Kelly faced a tough decision: mount a gear that would carry him over the climb to contend the finale with the handicap of a 13T, or overload the cannons on too big a gear for the climb and never have the chance to go for the win in the first place. He deliberated over the decision while training on the course and finally decided for the low gear. Kelly made it over the climbs to contest the sprint, but his 53×13 was hopelessly outmatched by LeMan’s monster 54×12.

More recently, the Cycling world was aflutter about Tony Martin’s choice to ride a 58T front chain ring during a time trail. This wasn’t a display of bravado but rather a highly refined choice of chain line: knowing the speeds he wanted to ride, he chose his big ring in such a size that would provide the straightest chain line in the gear he’d be riding in during the majority of the race. The result was less friction, and a Tour de France stage win under his belt.

There is an art to gear and cluster choice that is nearly lost with today’s expanding sprocket ranges, but it remains within our grasp if only we are willing to seek it out. Don’t settle for knowing the maximum and minimum size gears in your block; know exactly which gears you have across the board, and understand what sizes you’ll be missing and gaining when switching between 11-23, 12-25 and 13-26 – there is more to it than just taking one off one end and slapping it on the other.

It might not make any material difference to your Cycling, but it will show the quality of your character.

frank

The founder of Velominati and curator of The Rules, Frank was born in the Dutch colonies of Minnesota. His boundless physical talents are carefully canceled out by his equally boundless enthusiasm for drinking. Coffee, beer, wine, if it’s in a container, he will enjoy it, a lot of it. He currently lives in Seattle. He loves riding in the rain and scheduling visits with the Man with the Hammer just to be reminded of the privilege it is to feel completely depleted. He holds down a technology job the description of which no-one really understands and his interests outside of Cycling and drinking are Cycling and drinking. As devoted aesthete, the only thing more important to him than riding a bike well is looking good doing it. Frank is co-author along with the other Keepers of the Cog of the popular book, The Rules, The Way of the Cycling Disciple and also writes a monthly column for the magazine, Cyclist. He is also currently working on the first follow-up to The Rules, tentatively entitled The Hardmen. Email him directly at rouleur@velominati.com.

View Comments

  • @Ron

    @Before I found my way...I actually bought a bike with a compact on it. The shame is that I didn't even know what a compact crankset was. My goodness, was I green. A few years on and my legs have still never, ever gotten along with it. I still feel as if I'm always in the wrong gear. I'm going to swap it out next time the Budgetatus is overflowing, which could be by the end of this month.

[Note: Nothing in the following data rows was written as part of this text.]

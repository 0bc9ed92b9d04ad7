//! OpenAI-compatible chat completion client.
//!
//! Groq, which the bot uses by default, exposes the same request and response
//! shape as OpenAI's `/v1/chat/completions`.

use async_trait::async_trait;
use reqwest::Client;
use serde::{Deserialize, Serialize};
use std::time::Duration;
use tracing::debug;

use crate::config::{Config, DEFAULT_LLM_TIMEOUT_SECS};
use crate::error::{BotError, BotResult, truncate_chars};
use crate::llm::{CompletionClient, Message};

/// Client configuration.
#[derive(Debug, Clone)]
pub struct OpenAiConfig {
    pub api_url: String,
    pub api_key: String,
    pub model: String,
    pub timeout_secs: u64,
}

impl OpenAiConfig {
    pub fn new(
        api_url: impl Into<String>,
        api_key: impl Into<String>,
        model: impl Into<String>,
    ) -> Self {
        Self {
            api_url: api_url.into(),
            api_key: api_key.into(),
            model: model.into(),
            timeout_secs: DEFAULT_LLM_TIMEOUT_SECS,
        }
    }

    /// Sets the request timeout.
    pub fn with_timeout(mut self, timeout_secs: u64) -> Self {
        self.timeout_secs = timeout_secs;
        self
    }

    pub fn from_config(config: &Config) -> Self {
        Self::new(&config.llm_api_url, &config.llm_api_key, &config.llm_model)
            .with_timeout(config.llm_timeout)
    }
}

/// Chat completion client over HTTP.
#[derive(Debug, Clone)]
pub struct OpenAiCompatibleClient {
    config: OpenAiConfig,
    client: Client,
}

impl OpenAiCompatibleClient {
    pub fn new(config: OpenAiConfig) -> BotResult<Self> {
        let client = Client::builder()
            .timeout(Duration::from_secs(config.timeout_secs))
            .build()
            .map_err(|e| BotError::config(format!("Failed to create HTTP client: {}", e)))?;

        Ok(Self { config, client })
    }

    fn build_request(&self, messages: &[Message]) -> ChatRequest {
        ChatRequest {
            model: self.config.model.clone(),
            messages: messages
                .iter()
                .map(|m| ChatMessage {
                    role: m.role.as_str().to_string(),
                    content: m.content.clone(),
                })
                .collect(),
            temperature: 0.0,
            stream: false,
        }
    }

    /// Turn a non-success response into an SQL generation error.
    fn parse_error(status: reqwest::StatusCode, body: &str) -> BotError {
        if status == reqwest::StatusCode::UNAUTHORIZED {
            return BotError::sql_generation("Authentication failed. Check GROQ_API_KEY.");
        }
        if status == reqwest::StatusCode::TOO_MANY_REQUESTS {
            return BotError::sql_generation("Rate limited by completion API");
        }
        if let Ok(error_response) = serde_json::from_str::<ErrorResponse>(body) {
            return BotError::sql_generation(format!(
                "Completion API error ({}): {}",
                status, error_response.error.message
            ));
        }
        BotError::sql_generation(format!(
            "Completion API error ({}): {}",
            status,
            truncate_chars(body, 200)
        ))
    }
}

#[async_trait]
impl CompletionClient for OpenAiCompatibleClient {
    async fn complete(&self, messages: &[Message]) -> BotResult<String> {
        let request = self.build_request(messages);
        debug!(model = %self.config.model, messages = messages.len(), "Sending completion request");

        let response = self
            .client
            .post(&self.config.api_url)
            .bearer_auth(&self.config.api_key)
            .json(&request)
            .send()
            .await?;

        let status = response.status();
        let body = response.text().await?;

        if !status.is_success() {
            return Err(Self::parse_error(status, &body));
        }

        let parsed: ChatResponse = serde_json::from_str(&body).map_err(|e| {
            BotError::sql_generation(format!("Failed to parse completion response: {}", e))
        })?;

        parsed
            .choices
            .into_iter()
            .next()
            .and_then(|c| c.message.content)
            .ok_or_else(|| BotError::sql_generation("Completion response had no content"))
    }
}

// Wire types

#[derive(Debug, Serialize)]
struct ChatRequest {
    model: String,
    messages: Vec<ChatMessage>,
    temperature: f32,
    stream: bool,
}

#[derive(Debug, Serialize)]
struct ChatMessage {
    role: String,
    content: String,
}

#[derive(Debug, Deserialize)]
struct ChatResponse {
    choices: Vec<ChatChoice>,
}

#[derive(Debug, Deserialize)]
struct ChatChoice {
    message: ChatResponseMessage,
}

#[derive(Debug, Deserialize)]
struct ChatResponseMessage {
    content: Option<String>,
}

#[derive(Debug, Deserialize)]
struct ErrorResponse {
    error: ErrorDetail,
}

#[derive(Debug, Deserialize)]
struct ErrorDetail {
    message: String,
}
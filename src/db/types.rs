//! PostgreSQL row decoding.
//!
//! Type conversion uses a two-phase approach:
//! 1. `TypeCategory` classifies column types into logical categories
//! 2. Per-category decoders extract the value as JSON
//!
//! Rows are fetched over the simple query protocol, so every value arrives in
//! text form. Anything without a dedicated decoder falls back to that text.

use chrono::{DateTime, NaiveDate, NaiveDateTime, NaiveTime, Utc};
use serde_json::Value as JsonValue;
use sqlx::postgres::{PgRow, PgTypeInfo, PgValueRef};
use sqlx::{Column, Decode, Row, Type, TypeInfo};

use crate::models::RawResultSet;

// =============================================================================
// Type Classification
// =============================================================================

/// Logical category for a PostgreSQL column type.
#[derive(Debug, Clone, Copy, PartialEq, Eq)]
pub enum TypeCategory {
    Integer,
    Float,
    Decimal,
    Boolean,
    Text,
    Date,
    Timestamp,
    TimestampTz,
    Time,
    Binary,
    Json,
    Unknown,
}

/// Classify a PostgreSQL type name (as reported by `PgTypeInfo::name`).
pub fn categorize_type(type_name: &str) -> TypeCategory {
    match type_name.to_ascii_uppercase().as_str() {
        "INT2" | "INT4" | "INT8" | "SMALLINT" | "INTEGER" | "BIGINT" => TypeCategory::Integer,
        "FLOAT4" | "FLOAT8" | "REAL" | "DOUBLE PRECISION" => TypeCategory::Float,
        "NUMERIC" | "DECIMAL" => TypeCategory::Decimal,
        "BOOL" | "BOOLEAN" => TypeCategory::Boolean,
        "TEXT" | "VARCHAR" | "BPCHAR" | "CHAR" | "NAME" => TypeCategory::Text,
        "DATE" => TypeCategory::Date,
        "TIMESTAMP" => TypeCategory::Timestamp,
        "TIMESTAMPTZ" => TypeCategory::TimestampTz,
        "TIME" => TypeCategory::Time,
        "BYTEA" => TypeCategory::Binary,
        "JSON" | "JSONB" => TypeCategory::Json,
        _ => TypeCategory::Unknown,
    }
}

// =============================================================================
// Decimal Type Support
// =============================================================================

/// Raw NUMERIC value as text.
/// This preserves the exact database representation (`1234.50`, not `1234.5`).
#[derive(Debug)]
pub struct RawDecimal(pub String);

impl Type<sqlx::Postgres> for RawDecimal {
    fn type_info() -> PgTypeInfo {
        <String as Type<sqlx::Postgres>>::type_info()
    }

    fn compatible(ty: &PgTypeInfo) -> bool {
        matches!(categorize_type(ty.name()), TypeCategory::Decimal)
    }
}

impl<'r> Decode<'r, sqlx::Postgres> for RawDecimal {
    fn decode(value: PgValueRef<'r>) -> Result<Self, sqlx::error::BoxDynError> {
        let s = <&str as Decode<sqlx::Postgres>>::decode(value)?;
        Ok(RawDecimal(s.to_string()))
    }
}

// =============================================================================
// Binary Encoding
// =============================================================================

/// UTF-8 text when possible, base64 otherwise.
pub fn decode_binary_value(bytes: &[u8]) -> JsonValue {
    use base64::{Engine as _, engine::general_purpose::STANDARD};

    match std::str::from_utf8(bytes) {
        Ok(s) => JsonValue::String(s.to_string()),
        Err(_) => JsonValue::String(STANDARD.encode(bytes)),
    }
}

// =============================================================================
// Rows
// =============================================================================

/// Column names and JSON values for a fetched result.
///
/// Column names come from the first row; an empty result has no columns.
pub fn result_set(rows: &[PgRow]) -> RawResultSet {
    let columns = rows
        .first()
        .map(|row| row.columns().iter().map(|c| c.name().to_string()).collect())
        .unwrap_or_default();

    RawResultSet {
        columns,
        rows: rows.iter().map(row_values).collect(),
    }
}

/// Decode every column of `row` in order.
pub fn row_values(row: &PgRow) -> Vec<JsonValue> {
    row.columns()
        .iter()
        .enumerate()
        .map(|(idx, col)| decode_column(row, idx, categorize_type(col.type_info().name())))
        .collect()
}

fn decode_column(row: &PgRow, idx: usize, category: TypeCategory) -> JsonValue {
    match category {
        TypeCategory::Decimal => decode_decimal(row, idx),
        TypeCategory::Integer => decode_integer(row, idx),
        TypeCategory::Boolean => decode_boolean(row, idx),
        TypeCategory::Float => decode_float(row, idx),
        TypeCategory::Binary => decode_binary_col(row, idx),
        TypeCategory::Json => decode_json(row, idx),
        TypeCategory::Date => decode_temporal::<NaiveDate>(row, idx),
        TypeCategory::Timestamp => decode_temporal::<NaiveDateTime>(row, idx),
        TypeCategory::TimestampTz => decode_temporal::<DateTime<Utc>>(row, idx),
        TypeCategory::Time => decode_temporal::<NaiveTime>(row, idx),
        TypeCategory::Text | TypeCategory::Unknown => decode_text(row, idx),
    }
}

fn decode_decimal(row: &PgRow, idx: usize) -> JsonValue {
    match row.try_get::<Option<RawDecimal>, _>(idx) {
        Ok(Some(v)) => JsonValue::String(v.0),
        Ok(None) => JsonValue::Null,
        Err(e) => {
            tracing::error!("Failed to decode NUMERIC: {:?}", e);
            decode_text(row, idx)
        }
    }
}

fn decode_integer(row: &PgRow, idx: usize) -> JsonValue {
    if let Ok(Some(v)) = row.try_get::<Option<i16>, _>(idx) {
        return JsonValue::Number(v.into());
    }
    if let Ok(Some(v)) = row.try_get::<Option<i32>, _>(idx) {
        return JsonValue::Number(v.into());
    }
    if let Ok(Some(v)) = row.try_get::<Option<i64>, _>(idx) {
        return JsonValue::Number(v.into());
    }
    decode_text(row, idx)
}

fn decode_boolean(row: &PgRow, idx: usize) -> JsonValue {
    match row.try_get::<Option<bool>, _>(idx) {
        Ok(Some(v)) => JsonValue::Bool(v),
        Ok(None) => JsonValue::Null,
        Err(e) => {
            tracing::warn!("Failed to decode BOOL: {:?}", e);
            decode_text(row, idx)
        }
    }
}

fn decode_float(row: &PgRow, idx: usize) -> JsonValue {
    if let Ok(Some(v)) = row.try_get::<Option<f64>, _>(idx) {
        return serde_json::Number::from_f64(v)
            .map(JsonValue::Number)
            .unwrap_or_else(|| JsonValue::String(v.to_string()));
    }
    if let Ok(Some(v)) = row.try_get::<Option<f32>, _>(idx) {
        return serde_json::Number::from_f64(v as f64)
            .map(JsonValue::Number)
            .unwrap_or_else(|| JsonValue::String(v.to_string()));
    }
    decode_text(row, idx)
}

fn decode_binary_col(row: &PgRow, idx: usize) -> JsonValue {
    match row.try_get::<Option<Vec<u8>>, _>(idx) {
        Ok(Some(v)) => decode_binary_value(&v),
        Ok(None) => JsonValue::Null,
        Err(e) => {
            tracing::warn!("Failed to decode BYTEA: {:?}", e);
            decode_text(row, idx)
        }
    }
}

fn decode_json(row: &PgRow, idx: usize) -> JsonValue {
    match row.try_get::<Option<JsonValue>, _>(idx) {
        Ok(Some(v)) => v,
        Ok(None) => JsonValue::Null,
        Err(e) => {
            tracing::warn!("Failed to decode JSON: {:?}", e);
            decode_text(row, idx)
        }
    }
}

fn decode_temporal<'r, T>(row: &'r PgRow, idx: usize) -> JsonValue
where
    T: Decode<'r, sqlx::Postgres> + Type<sqlx::Postgres> + std::fmt::Display,
{
    match row.try_get::<Option<T>, _>(idx) {
        Ok(Some(v)) => JsonValue::String(v.to_string()),
        Ok(None) => JsonValue::Null,
        Err(_) => decode_text(row, idx),
    }
}

fn decode_text(row: &PgRow, idx: usize) -> JsonValue {
    row.try_get_unchecked::<Option<String>, _>(idx)
        .ok()
        .flatten()
        .map(JsonValue::String)
        .unwrap_or(JsonValue::Null)
}

#[cfg(test)]
mod tests {
    use super::*;

    #[test]
    fn test_categorize_numeric_types() {
        assert_eq!(categorize_type("INT4"), TypeCategory::Integer);
        assert_eq!(categorize_type("INT8"), TypeCategory::Integer);
        assert_eq!(categorize_type("FLOAT8"), TypeCategory::Float);
        assert_eq!(categorize_type("NUMERIC"), TypeCategory::Decimal);
    }

    #[test]
    fn test_categorize_does_not_match_substrings() {
        // INTERVAL and POINT both contain "INT"
        assert_eq!(categorize_type("INTERVAL"), TypeCategory::Unknown);
        assert_eq!(categorize_type("POINT"), TypeCategory::Unknown);
    }

    #[test]
    fn test_categorize_temporal_types() {
        assert_eq!(categorize_type("DATE"), TypeCategory::Date);
        assert_eq!(categorize_type("TIMESTAMP"), TypeCategory::Timestamp);
        assert_eq!(categorize_type("TIMESTAMPTZ"), TypeCategory::TimestampTz);
        assert_eq!(categorize_type("TIME"), TypeCategory::Time);
    }

    #[test]
    fn test_categorize_text_and_json() {
        assert_eq!(categorize_type("TEXT"), TypeCategory::Text);
        assert_eq!(categorize_type("varchar"), TypeCategory::Text);
        assert_eq!(categorize_type("JSONB"), TypeCategory::Json);
        assert_eq!(categorize_type("UUID"), TypeCategory::Unknown);
    }

    #[test]
    fn test_decode_binary_value() {
        assert_eq!(
            decode_binary_value(b"hello world"),
            JsonValue::String("hello world".to_string())
        );
        assert_eq!(
            decode_binary_value(&[0xFF, 0xFE, 0x00, 0x01]),
            JsonValue::String("//4AAQ==".to_string())
        );
    }

    #[test]
    fn test_empty_result_has_no_columns() {
        let set = result_set(&[]);
        assert!(set.columns.is_empty());
        assert!(set.rows.is_empty());
    }
}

    +1.  I'm now into season 3 on my #1 (and only)  By the end of spring last year, I found that the compact just didn't work for my legs or the terrain I ride (Prairie flat/foothills of the Canadian Rockies).  Due to budgetatus limits, I had consigned myself to a long life of compactedness.  Lo and behold, Mrs. TheVid got me a 53/39 for Christmas.  Hello flying descents! No more spinning out at 65.

    I must say that I don't really think too much about the details of my cassette.  I just ride by feel.  If I feel like I'm spinning too much, step up some.  If my legs are lugging on a false flat, step it down a notch.  Even though I know I have a 12-26, I don't really know where I spend the most time.  After a few long rides though, I could definitely feel the shortcomings of the compact though.  Don't know how I'll feel about the standard, but I'm sure looking forward to the ice melting of the roads around here...

  • Since we're talking about cassettes...On my cx bike I'm having something odd happen, thought maybe someone would know what is up.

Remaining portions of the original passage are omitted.